Analyse de la situation à Fukushima et des dangers pour les populations


TOKYO, 1 avril 2011 (AFP) - L'accident nucléaire à Fukushima dans le nord-est du Japon suscite nombre de questions sur les dangers encourus par les populations et les risques à l'avenir.

Voici les opinions de quatre experts français : Jacques Repussard, directeur général de l'Institut de Radioprotection et de Sûreté nucléaire (IRSN), Philippe Jamet, commissaire de l’Autorité de sûreté nucléaire (ASN), Bernard Bigot, administrateur général du Commissariat à l'Energie atomique (CEA), et Rémy Autebert, président d'Areva Japan.

Q : quelle est la situation à la centrale nucléaire de Fukushima ? La fusion du combustible a-t-elle été stoppée à temps ?

Réponse de Rémy Autebert : nous ne sommes plus dans une situation qui évolue d'heure en heure, mais cela reste de l'ordre de l'extraordinaire car personne n'a jamais connu ce type de crise. Il faut donc apporter des idées nouvelles.
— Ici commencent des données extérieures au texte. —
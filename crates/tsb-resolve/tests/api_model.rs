//! End-to-end resolution of a small API surface, the way a code generator
//! would drive the engine: resolve named declarations, serialize the models,
//! and derive builder defaults.

use serde_json::json;
use tsb_host::fixture::{call_signature, FixtureSpan, FixtureType};
use tsb_host::MemberModifiers;
use tsb_model::{LiteralValue, TypeNode};
use tsb_resolve::defaults::default_expression;
use tsb_resolve::{GenericContext, ResolutionCache, TypeResolver};

fn init_tracing() {
    let _ = tracing_subscriber::fmt().with_test_writer().try_init();
}

/// A `User` interface with a nested declaration, an enum member, an optional
/// member and a method, roughly:
///
/// ```ts
/// interface Address { street: string; city: string }
/// enum Role { Admin = "admin", Viewer = "viewer" }
/// interface User {
///   id: string;
///   role: Role;
///   address: Address;
///   nickname?: string;
///   greet(name: string): string;
/// }
/// ```
fn user_fixture() -> FixtureType {
    let address = FixtureType::object("Address")
        .at("models/address.ts")
        .with_property("street", FixtureType::string())
        .with_property("city", FixtureType::string());
    let role = FixtureType::enumeration(
        "Role",
        [
            ("Admin".to_string(), Some(LiteralValue::String("admin".into()))),
            ("Viewer".to_string(), Some(LiteralValue::String("viewer".into()))),
        ],
    )
    .at("models/role.ts");
    let greet = call_signature([("name", "string", false)], "string");

    FixtureType::object("User")
        .at("models/user.ts")
        .with_documented_property("id", FixtureType::string(), "Stable identifier.")
        .with_property("role", role)
        .with_property("address", address)
        .with_modified_property("nickname", FixtureType::string(), MemberModifiers::OPTIONAL)
        .with_callable_property("greet", FixtureType::callable(greet.clone()), greet)
}

#[test]
fn a_full_declaration_round_trips_through_json() {
    init_tracing();
    let cache = ResolutionCache::new();
    let resolver = TypeResolver::new().with_cache(&cache);
    let resolved = resolver.resolve(&user_fixture()).unwrap();

    assert_eq!(resolved.name, "User");
    assert_eq!(resolved.source_location, "models/user.ts");
    assert_eq!(resolved.imports, vec!["Role".to_string(), "Address".to_string()]);

    let value = serde_json::to_value(&resolved.type_model).unwrap();
    assert_eq!(value["kind"], json!("Object"));
    assert_eq!(value["name"], json!("User"));
    let props = value["properties"].as_array().unwrap();
    assert_eq!(props.len(), 5);
    assert_eq!(props[0]["name"], json!("id"));
    assert_eq!(props[0]["doc"], json!("Stable identifier."));
    assert_eq!(props[1]["ty"]["kind"], json!("Enum"));
    assert_eq!(props[3]["optional"], json!(true));
    assert_eq!(
        props[4]["ty"]["signature"],
        json!("(name: string) => string")
    );

    // And back.
    let back: TypeNode = serde_json::from_value(value).unwrap();
    assert_eq!(back, resolved.type_model);
}

#[test]
fn builder_defaults_cover_required_members_only() {
    init_tracing();
    let cache = ResolutionCache::new();
    let resolver = TypeResolver::new().with_cache(&cache);
    let resolved = resolver.resolve(&user_fixture()).unwrap();

    let expr = default_expression(&resolved.type_model).unwrap();
    // `nickname` is optional and `greet`/`role`/`address` contribute their
    // own nested defaults.
    assert!(expr.starts_with("{ id: \"\""));
    assert!(expr.contains("role: \"admin\""));
    assert!(expr.contains("address: { street: \"\", city: \"\" }"));
    assert!(!expr.contains("nickname"));
}

#[test]
fn a_generic_form_stays_generic_over_its_subject() {
    init_tracing();
    // interface Form<T> extends Omit<T, "internal"> { dirty: boolean }
    let form = FixtureType::object("Form")
        .at("forms.ts")
        .with_generic_param("T", None, None)
        .with_property("dirty", FixtureType::boolean())
        .extending(FixtureType::unresolved("Omit<T, \"internal\">"));

    let cache = ResolutionCache::new();
    let resolver = TypeResolver::new().with_cache(&cache);
    let ctx = GenericContext::root();
    let node = resolver.resolve_type(&form, 0, &ctx).unwrap();

    match node {
        TypeNode::Object {
            generic_params: Some(params),
            properties,
            ..
        } => {
            assert_eq!(params.len(), 1);
            assert_eq!(params[0].name, "T");
            assert_eq!(properties.len(), 1);
            assert_eq!(properties[0].name, "dirty");
        }
        other => panic!("expected a generic object, got {:?}", other),
    }
}

#[test]
fn template_driven_event_names_expand_deterministically() {
    init_tracing();
    // type EventName = `on${"Click" | "Focus"}`
    let event_name = FixtureType::template([
        FixtureSpan::Text("on".to_string()),
        FixtureSpan::Hole(FixtureType::union([
            FixtureType::string_literal("Click"),
            FixtureType::string_literal("Focus"),
        ])),
    ]);

    let cache = ResolutionCache::new();
    let resolver = TypeResolver::new().with_cache(&cache);
    let first = resolver
        .resolve_type(&event_name, 0, &GenericContext::root())
        .unwrap();
    let second = resolver
        .resolve_type(&event_name, 0, &GenericContext::root())
        .unwrap();
    assert_eq!(first, second);
    assert_eq!(
        first.literal_string_set(),
        Some(vec!["onClick".to_string(), "onFocus".to_string()])
    );
}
Jacques Repussard : l'état du site va rester problématique longtemps, mais on n'attend plus de phénomènes très violents dans les prochains jours. Il y a donc une situation qui est en voie de résolution.

L'urgence est désormais d'évacuer l'eau qui a été contaminée après ces opérations, car elle génère une radioactivité ambiante qui empêche de travailler sur le site. Il faut la pomper, la traiter ou, au pire, la remettre en mer pour qu'elle se dilue.

Il faut aussi continuer d'arroser, car si les piscines qui contiennent le combustible usé se vidaient, on aurait des incendies et des dégagements très importants.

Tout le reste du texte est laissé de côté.